Corte di Cassazione, sentenza n. 13351 del 28 aprile 2022
La Suprema Corte ha già avuto occasione di affermare che “In materia di pubblico impiego, il contributo, da parte della P.A., alle spese per la difesa del proprio dipendente, che sia imputato in un procedimento penale, presuppone l’esistenza di uno specifico interesse proprio dell’Amministrazione, che sussiste ove l’attività sia imputabile alla P.A. e, dunque, si ponga in diretta connessione con il fine pubblico, dovendosi ritenere che il diritto al rimborso costituisca espressione di un principio generale di difesa volto, da un lato, a tutelare l’interesse personale del dipendente coinvolto nel giudizio nonché l’immagine della P.A. per cui lo stesso abbia agito, e, dall’altro, a riferire al titolare dell’interesse sostanziale le conseguenze dell’operato di chi agisce per suo conto. (Nella specie, la S.C. ha confermato la sentenza di appello, di diniego del rimborso delle spese legali in favore di un dipendente dell’Agenzia delle Entrate, accusato dei reati di truffa e falso materiale ed ideologico, ritenendo irrilevanti sia la carenza di procedimento disciplinare sia la mancata costituzione di parte civile del datore di lavoro nel processo penale, conclusosi con pronuncia di assoluzione): Cass. n. 2366/2016.

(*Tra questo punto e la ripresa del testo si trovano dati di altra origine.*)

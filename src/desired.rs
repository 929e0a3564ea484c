//! Desired stream definitions, from CSV rows or generated camera ranges,
//! and the create payloads built from them.

use crate::address::{camera_ip, camera_name};
use crate::config::ServerProfile;
use crate::error::{Error, Result};
use crate::models::{CameraDefaults, StreamPayload, StreamType};
use serde::Deserialize;
use std::io::Read;
use std::path::Path;

const RTSP_SCHEME: &str = "rtsp://";
const ONVIF_PATH: &str = "/cam/realmonitor?channel=1&subtype=0&unicast=true&proto=Onvif";
const WEBRTC_VIEWER_LIMIT: u32 = 10;
const BACKUP_SUFFIX: &str = "-1";

/// How a desired stream is registered on the server.
#[derive(Debug, Clone, Copy, PartialEq, Eq)]
pub enum StreamKind {
    /// Server pulls from the camera by IP with ONVIF credentials.
    IpCamera,
    /// Server pulls an explicit RTSP URL.
    StreamSource,
}

#[derive(Debug, Clone, Default, PartialEq, Eq)]
pub struct Credentials {
    pub username: String,
    pub password: String,
}

#[derive(Debug, Clone, PartialEq)]
pub struct DesiredStreamSpec {
    pub code: String,
    /// Camera IP or full `rtsp://` URL.
    pub source_address: Option<String>,
    pub credentials: Option<Credentials>,
    pub description: Option<String>,
    pub metadata: Option<String>,
    pub origin_address: String,
    pub camera_defaults: Option<CameraDefaults>,
}

#[derive(Debug, Deserialize)]
struct CsvRow {
    code: Option<String>,
    stream_ip: Option<String>,
    stream_username: Option<String>,
    stream_password: Option<String>,
    description: Option<String>,
    #[serde(rename = "metaData")]
    meta_data: Option<String>,
    #[serde(rename = "originAdress")]
    origin_address: Option<String>,
}

fn non_empty(value: Option<String>) -> Option<String> {
    value.map(|v| v.trim().to_string()).filter(|v| !v.is_empty())
}

impl DesiredStreamSpec {
    fn from_row(row: CsvRow, line: u64, profile: &ServerProfile) -> Result<Self> {
        let code = non_empty(row.code)
            .ok_or_else(|| Error::invalid(format!("row {}: missing 'code'", line)))?;

        let username = non_empty(row.stream_username);
        let password = non_empty(row.stream_password);
        let credentials = if username.is_some() || password.is_some() {
            Some(Credentials {
                username: username.unwrap_or_default(),
                password: password.unwrap_or_default(),
            })
        } else {
            None
        };

        Ok(Self {
            code,
            source_address: non_empty(row.stream_ip),
            credentials,
            description: non_empty(row.description),
            metadata: non_empty(row.meta_data),
            origin_address: non_empty(row.origin_address)
                .unwrap_or_else(|| profile.origin_ip.clone()),
            camera_defaults: None,
        })
    }

    /// Builds the create payload for `stream_id`.
    ///
    /// Fails when the row lacks the source address the kind needs.
    pub fn payload(&self, kind: StreamKind, stream_id: &str) -> Result<StreamPayload> {
        let source = self.source_address.as_deref().ok_or_else(|| {
            Error::invalid(format!("stream '{}' has no stream_ip", self.code))
        })?;
        let credentials = self.credentials.clone().unwrap_or_default();

        let mut payload = StreamPayload {
            stream_id: stream_id.to_string(),
            name: self.code.clone(),
            stream_type: StreamType::IpCamera,
            description: Some(self.description.clone().unwrap_or_default()),
            origin_address: Some(self.origin_address.clone()),
            webrtc_viewer_limit: Some(WEBRTC_VIEWER_LIMIT),
            meta_data: Some(self.metadata.clone().unwrap_or_default()),
            ip_addr: None,
            username: None,
            password: None,
            stream_url: None,
            defaults: self.camera_defaults.clone(),
        };

        match kind {
            StreamKind::IpCamera => {
                payload.ip_addr = Some(source.to_string());
                payload.username = Some(credentials.username);
                payload.password = Some(credentials.password);
            }
            StreamKind::StreamSource => {
                payload.stream_type = StreamType::StreamSource;
                payload.stream_url = Some(rtsp_url(source, &credentials));
            }
        }
        Ok(payload)
    }
}

/// Full RTSP URL for a source: passed through when it already carries the
/// scheme, otherwise built for the camera's ONVIF main stream.
pub fn rtsp_url(source: &str, credentials: &Credentials) -> String {
    let has_scheme = source
        .get(..RTSP_SCHEME.len())
        .is_some_and(|prefix| prefix.eq_ignore_ascii_case(RTSP_SCHEME));
    if has_scheme {
        return source.to_string();
    }
    format!(
        "{}{}:{}@{}{}",
        RTSP_SCHEME, credentials.username, credentials.password, source, ONVIF_PATH
    )
}

/// Reads desired streams from CSV with a header row. Only `code` is required.
pub fn read_csv<R: Read>(reader: R, profile: &ServerProfile) -> Result<Vec<DesiredStreamSpec>> {
    let mut reader = csv::ReaderBuilder::new().trim(csv::Trim::All).from_reader(reader);

    let has_code = reader.headers()?.iter().any(|h| h == "code");
    if !has_code {
        return Err(Error::invalid("CSV has no 'code' column"));
    }

    let mut specs = Vec::new();
    for record in reader.deserialize::<CsvRow>() {
        let row = record?;
        // Header is line 1.
        let line = specs.len() as u64 + 2;
        specs.push(DesiredStreamSpec::from_row(row, line, profile)?);
    }
    Ok(specs)
}

pub fn load_csv(path: &Path, profile: &ServerProfile) -> Result<Vec<DesiredStreamSpec>> {
    let file = std::fs::File::open(path)?;
    let specs = read_csv(file, profile)?;
    tracing::info!("Loaded {} stream definition(s) from {}", specs.len(), path.display());
    Ok(specs)
}

/// A contiguous block of cameras on one site subnet.
#[derive(Debug, Clone)]
pub struct CameraRange {
    pub zone: String,
    pub subnet: u8,
    pub start: u32,
    pub end: u32,
    pub credentials: Credentials,
    /// Backup feeds get a `-1` suffix on the name.
    pub backup: bool,
}

impl CameraRange {
    /// Expands the range into specs. All addressing errors surface here,
    /// before any request is made.
    pub fn specs(&self, profile: &ServerProfile) -> Result<Vec<DesiredStreamSpec>> {
        let zone = self.zone.trim().to_uppercase();
        if zone.is_empty() {
            return Err(Error::invalid("zone must not be empty"));
        }
        if self.start > self.end {
            return Err(Error::invalid(format!(
                "start id {} is after end id {}",
                self.start, self.end
            )));
        }

        (self.start..=self.end)
            .map(|id| {
                let ip = camera_ip(self.subnet, id)?;
                let mut code = camera_name(&zone, id);
                if self.backup {
                    code.push_str(BACKUP_SUFFIX);
                }
                Ok(DesiredStreamSpec {
                    code,
                    source_address: Some(ip),
                    credentials: Some(self.credentials.clone()),
                    description: None,
                    metadata: None,
                    origin_address: profile.origin_ip.clone(),
                    camera_defaults: Some(CameraDefaults::default()),
                })
            })
            .collect()
    }
}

Il principio, cui il Collegio intende dare continuità, è stato ribadito, fra altre conformi, da Cass. n. 20561/2018, che ha escluso la sussistenza delle condizioni per il rimborso in relazione ad un procedimento penale per timbratura del cartellino marcatempo di altro dipendente, a nulla rilevando l’intervenuta assoluzione.